There were three meals a day, morning, noon, and night, and among the higher class, at least, banquets and feasts were quite numerous. The food was cooked and eaten from pots, bowls, and dishes of pottery. Maize, when green, was boiled and eaten, as roasting-ears with us now, and when dry it was sometimes parched or roasted. It was usually ground into meal and prepared in the form of cakes. To prepare the meal, the grain was thrown into boiling water, in which, lime had been placed, and then the hull was removed. It was then washed and ground on grinding-stones, called metlatl, and then kneaded and rolled into cakes and baked, there having been many kinds of cakes. The meal was also boiled and made into porridge or gruel. Beans were boiled when green and also when dry. Meats were stewed, boiled, and roasted. Pepper was quite freely used, as was also salt. Fruits were eaten raw, although some, as the plantain and banana, were roasted and stewed.

There were two national drinks, octli and chocolatl, now known as pulque and chocolate, the first an intoxicant made from the maguey and the second from the cacao. There were other fermented drinks prepared from grain, and a kind of mushroom was used to put into drinks to make them more intoxicating. Intoxication was excusable in older people but the young people were severely punished for it and even in case of intemperance death was the punishment paid to the young while with the older persons only loss of rank and property was the punishment.

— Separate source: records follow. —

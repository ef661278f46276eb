//! Set-meal Model

use serde::{Deserialize, Serialize};

/// Set-meal entity
///
/// `price` is integer cents. The bundled dishes live in the
/// `setmeal_dish` junction and are populated by application code.
#[derive(Debug, Clone, Serialize, Deserialize)]
#[cfg_attr(feature = "db", derive(sqlx::FromRow))]
pub struct Setmeal {
    pub id: i64,
    pub category_id: i64,
    pub name: String,
    pub price: i64,
    pub description: Option<String>,
    pub status: i32,
    pub create_time: i64,
    pub update_time: i64,
    pub create_user: i64,
    pub update_user: i64,
}

/// One bundled dish inside a set-meal
///
/// `name` and `price` are a snapshot taken when the bundle is written,
/// so renaming or repricing a dish later does not change sold bundles.
#[derive(Debug, Clone, Serialize, Deserialize)]
#[cfg_attr(feature = "db", derive(sqlx::FromRow))]
pub struct SetmealDish {
    pub id: i64,
    pub setmeal_id: i64,
    pub dish_id: i64,
    pub name: String,
    pub price: i64,
    pub copies: i32,
}

/// Set-meal with its bundled dishes (API read model)
#[derive(Debug, Clone, Serialize, Deserialize)]
pub struct SetmealDetail {
    #[serde(flatten)]
    pub setmeal: Setmeal,
    pub dishes: Vec<SetmealDish>,
}

/// One bundle entry in a create/update payload
#[derive(Debug, Clone, Serialize, Deserialize)]
pub struct SetmealDishItem {
    pub dish_id: i64,
    pub copies: i32,
}

/// Create set-meal payload
#[derive(Debug, Clone, Serialize, Deserialize)]
pub struct SetmealCreate {
    pub category_id: i64,
    pub name: String,
    pub price: i64,
    pub description: Option<String>,
    #[serde(default)]
    pub dishes: Vec<SetmealDishItem>,
}

/// Update set-meal payload (partial; `dishes`, when present, replaces
/// the whole bundle)
#[derive(Debug, Clone, Serialize, Deserialize)]
pub struct SetmealUpdate {
    pub id: i64,
    pub category_id: Option<i64>,
    pub name: Option<String>,
    pub price: Option<i64>,
    pub description: Option<String>,
    pub dishes: Option<Vec<SetmealDishItem>>,
}

/// Set-meal page query
#[derive(Debug, Clone, Default, Serialize, Deserialize)]
pub struct SetmealPageQuery {
    pub page: Option<i64>,
    pub page_size: Option<i64>,
    /// Substring filter on name
    pub name: Option<String>,
    pub category_id: Option<i64>,
    pub status: Option<i32>,
}
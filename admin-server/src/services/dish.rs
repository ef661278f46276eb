//! Dish Domain Service

use crate::db::repository;
use shared::error::{AppError, AppResult, ErrorCode};
use shared::models::{Dish, DishCreate, DishPageQuery, DishUpdate, status};
use shared::page::{PageResult, to_limit_offset};
use shared::util::{now_millis, snowflake_id};
use sqlx::SqlitePool;

/// Create a dish
///
/// New dishes are off sale until enabled explicitly.
pub async fn add(pool: &SqlitePool, actor_id: i64, data: DishCreate) -> AppResult<Dish> {
    repository::category::find_by_id(pool, data.category_id)
        .await?
        .ok_or_else(|| AppError::new(ErrorCode::CategoryNotFound))?;

    if repository::dish::find_by_name(pool, &data.name)
        .await?
        .is_some()
    {
        return Err(AppError::new(ErrorCode::DishNameExists));
    }

    let now = now_millis();
    let dish = Dish {
        id: snowflake_id(),
        category_id: data.category_id,
        name: data.name,
        price: data.price,
        image: data.image,
        description: data.description,
        status: status::DISABLED,
        create_time: now,
        update_time: now,
        create_user: actor_id,
        update_user: actor_id,
    };

    repository::dish::insert(pool, &dish).await?;
    tracing::info!(dish_id = dish.id, name = %dish.name, "Dish created");
    Ok(dish)
}

/// Partial update; fields absent in the payload are left untouched
pub async fn update(pool: &SqlitePool, actor_id: i64, data: DishUpdate) -> AppResult<Dish> {
    let existing = repository::dish::find_by_id(pool, data.id)
        .await?
        .ok_or_else(|| AppError::new(ErrorCode::DishNotFound))?;

    if let Some(category_id) = data.category_id
        && repository::category::find_by_id(pool, category_id)
            .await?
            .is_none()
    {
        return Err(AppError::new(ErrorCode::CategoryNotFound));
    }

    if let Some(ref new_name) = data.name
        && new_name != &existing.name
        && repository::dish::find_by_name(pool, new_name).await?.is_some()
    {
        return Err(AppError::new(ErrorCode::DishNameExists));
    }

    repository::dish::update_fields(
        pool,
        data.id,
        data.category_id,
        data.name.as_deref(),
        data.price,
        data.image.as_deref(),
        data.description.as_deref(),
        now_millis(),
        actor_id,
    )
    .await?;

    repository::dish::find_by_id(pool, data.id)
        .await?
        .ok_or_else(|| AppError::new(ErrorCode::DishNotFound))
}

pub async fn get_by_id(pool: &SqlitePool, id: i64) -> AppResult<Dish> {
    repository::dish::find_by_id(pool, id)
        .await?
        .ok_or_else(|| AppError::new(ErrorCode::DishNotFound))
}

/// Paged query with name, category and status filters
pub async fn page(pool: &SqlitePool, query: DishPageQuery) -> AppResult<PageResult<Dish>> {
    let (limit, offset) = to_limit_offset(query.page, query.page_size);
    let result = repository::dish::page(
        pool,
        query.name.as_deref(),
        query.category_id,
        query.status,
        limit,
        offset,
    )
    .await?;
    Ok(result)
}

/// Put a dish on or off sale; touches only the status column
pub async fn update_status(pool: &SqlitePool, status_value: i32, id: i64) -> AppResult<()> {
    if !status::is_valid(status_value) {
        return Err(AppError::validation(format!(
            "Invalid status value: {status_value}"
        )));
    }

    let rows = repository::dish::update_status(pool, status_value, id).await?;
    if rows == 0 {
        return Err(AppError::new(ErrorCode::DishNotFound));
    }
    Ok(())
}

/// Delete a dish
///
/// Refused while the dish is on sale or bundled into any set-meal.
pub async fn delete(pool: &SqlitePool, id: i64) -> AppResult<()> {
    let existing = repository::dish::find_by_id(pool, id)
        .await?
        .ok_or_else(|| AppError::new(ErrorCode::DishNotFound))?;

    if existing.status == status::ENABLED {
        return Err(AppError::new(ErrorCode::DishOnSale));
    }
    if repository::dish::count_setmeal_refs(pool, id).await? > 0 {
        return Err(AppError::new(ErrorCode::DishInSetmeal));
    }

    repository::dish::delete(pool, id).await?;
    tracing::info!(dish_id = id, "Dish deleted");
    Ok(())
}

/// Enabled dishes of a category
pub async fn list_by_category(pool: &SqlitePool, category_id: i64) -> AppResult<Vec<Dish>> {
    let dishes = repository::dish::list_by_category(pool, category_id).await?;
    Ok(dishes)
}

#[cfg(test)]
mod tests {
    use super::*;
    use crate::db::repository::test_support::{
        seed_category, seed_setmeal, seed_setmeal_dish, test_pool,
    };

    const ACTOR: i64 = 5;

    fn create_payload(category_id: i64, name: &str) -> DishCreate {
        DishCreate {
            category_id,
            name: name.to_string(),
            price: 900,
            image: None,
            description: None,
        }
    }

    #[tokio::test]
    async fn test_add_forces_disabled_and_stamps() {
        let pool = test_pool().await;
        seed_category(&pool, 1, 1, "Drinks", 1).await;

        let dish = add(&pool, ACTOR, create_payload(1, "Cola")).await.unwrap();

        assert_eq!(dish.status, status::DISABLED);
        assert_eq!(dish.create_user, ACTOR);
        assert_eq!(dish.update_user, ACTOR);
    }

    #[tokio::test]
    async fn test_add_requires_existing_category() {
        let pool = test_pool().await;
        let err = add(&pool, ACTOR, create_payload(404, "Cola"))
            .await
            .unwrap_err();
        assert_eq!(err.code, ErrorCode::CategoryNotFound);
    }

    #[tokio::test]
    async fn test_add_rejects_duplicate_name() {
        let pool = test_pool().await;
        seed_category(&pool, 1, 1, "Drinks", 1).await;
        add(&pool, ACTOR, create_payload(1, "Cola")).await.unwrap();

        let err = add(&pool, ACTOR, create_payload(1, "Cola"))
            .await
            .unwrap_err();
        assert_eq!(err.code, ErrorCode::DishNameExists);
    }

    #[tokio::test]
    async fn test_delete_on_sale_fails() {
        let pool = test_pool().await;
        seed_category(&pool, 1, 1, "Drinks", 1).await;
        let dish = add(&pool, ACTOR, create_payload(1, "Cola")).await.unwrap();
        update_status(&pool, status::ENABLED, dish.id).await.unwrap();

        let err = delete(&pool, dish.id).await.unwrap_err();
        assert_eq!(err.code, ErrorCode::DishOnSale);
    }

    #[tokio::test]
    async fn test_delete_bundled_dish_fails() {
        let pool = test_pool().await;
        seed_category(&pool, 1, 1, "Drinks", 1).await;
        seed_category(&pool, 2, 2, "Combos", 2).await;
        let dish = add(&pool, ACTOR, create_payload(1, "Cola")).await.unwrap();
        seed_setmeal(&pool, 20, 2, "Combo", status::DISABLED).await;
        seed_setmeal_dish(&pool, 30, 20, dish.id).await;

        let err = delete(&pool, dish.id).await.unwrap_err();
        assert_eq!(err.code, ErrorCode::DishInSetmeal);
    }

    #[tokio::test]
    async fn test_delete_unreferenced_succeeds() {
        let pool = test_pool().await;
        seed_category(&pool, 1, 1, "Drinks", 1).await;
        let dish = add(&pool, ACTOR, create_payload(1, "Cola")).await.unwrap();

        delete(&pool, dish.id).await.unwrap();
        let err = get_by_id(&pool, dish.id).await.unwrap_err();
        assert_eq!(err.code, ErrorCode::DishNotFound);
    }

    #[tokio::test]
    async fn test_update_rejects_missing_category() {
        let pool = test_pool().await;
        seed_category(&pool, 1, 1, "Drinks", 1).await;
        let dish = add(&pool, ACTOR, create_payload(1, "Cola")).await.unwrap();

        let err = update(
            &pool,
            ACTOR,
            DishUpdate {
                id: dish.id,
                category_id: Some(404),
                name: None,
                price: None,
                image: None,
                description: None,
            },
        )
        .await
        .unwrap_err();
        assert_eq!(err.code, ErrorCode::CategoryNotFound);
    }
}
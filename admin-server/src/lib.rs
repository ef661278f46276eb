//! Admin Server - food-ordering platform administrative backend
//!
//! # Architecture
//!
//! REST handlers accept JSON, delegate to domain services applying the
//! business rules (status defaults, audit stamping, referential-integrity
//! checks), and persist through a thin SQL layer over embedded SQLite.
//!
//! # Module structure
//!
//! ```text
//! admin-server/src/
//! ├── core/          # configuration, state, HTTP server
//! ├── auth/          # JWT session tokens, middleware, extractor
//! ├── api/           # axum routes and handlers, one module per vertical
//! ├── services/      # domain services (business rules)
//! ├── db/            # SQLite pool, migrations, repositories
//! └── utils/         # logging setup
//! ```

pub mod api;
pub mod auth;
pub mod core;
pub mod db;
pub mod services;
pub mod utils;

// Re-export public types
pub use auth::{CurrentUser, JwtService};
pub use core::{Config, Server, ServerState};
pub use shared::error::{ApiResponse, AppError, AppResult, ErrorCode};

// Re-export logger functions
pub use utils::logger::{init_logger, init_logger_with_file};
pub use utils::setup_environment;

// Security logging macro - structured tracing for auth events
#[macro_export]
macro_rules! security_log {
    ($level:expr, $event:expr, $($key:ident = $value:expr),*) => {
        tracing::info!(
            target: "security",
            level = $level,
            event = $event,
            $($key = $value),*
        );
    };
}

Tobacco was used by the Mexicans, having been smoked in pipes or in the form of cigars, and also it was made into snuff and used. "A kind of chewing-gum was prepared from resin or bitumen, though its use, at any rate in public, was confined by custom to unmarried girls."7

Human flesh also was eaten. This was not used as a common food but as a religious rite. The sacrifice was made on an elevated place and after the victim's heart was taken out as an offering to the gods, and if a warrior his head was taken off to be preserved as a trophy, the body was then cast down the steps and taken by minor priests and prepared for the table as other animals. A thigh was sent to the king's palace and the remainder was taken to the home of the warrior who captured the victim or if a slave to the house of the owner, who had the human flesh prepared with other dishes and served up in an entertainment to his friends. "This was not the coarse repast of famished cannibals, but a banquet teeming with delicious beverages and delicate viands, prepared with art, and attended by both sexes, who, as we shall see hereafter, conducted themselves with all the decorum of civilized life."8

Although the eating of human flesh by the ancient Mexicans was not merely to satisfy the appetite for such food but in obedience to religion, yet there must have been quite a good deal of partaking of it as the number of human sacrifices each year was very great. Too, must be kept in view, the sacrifices included men and women, quite often young people, and likewise children, even infants. One peculiar custom was that the giver of the feast where the body of a human sacrifice was served did not partake of the flesh of his own captive, having been disbarred from this because he was supposed to stand to the victim in the relation of father to son.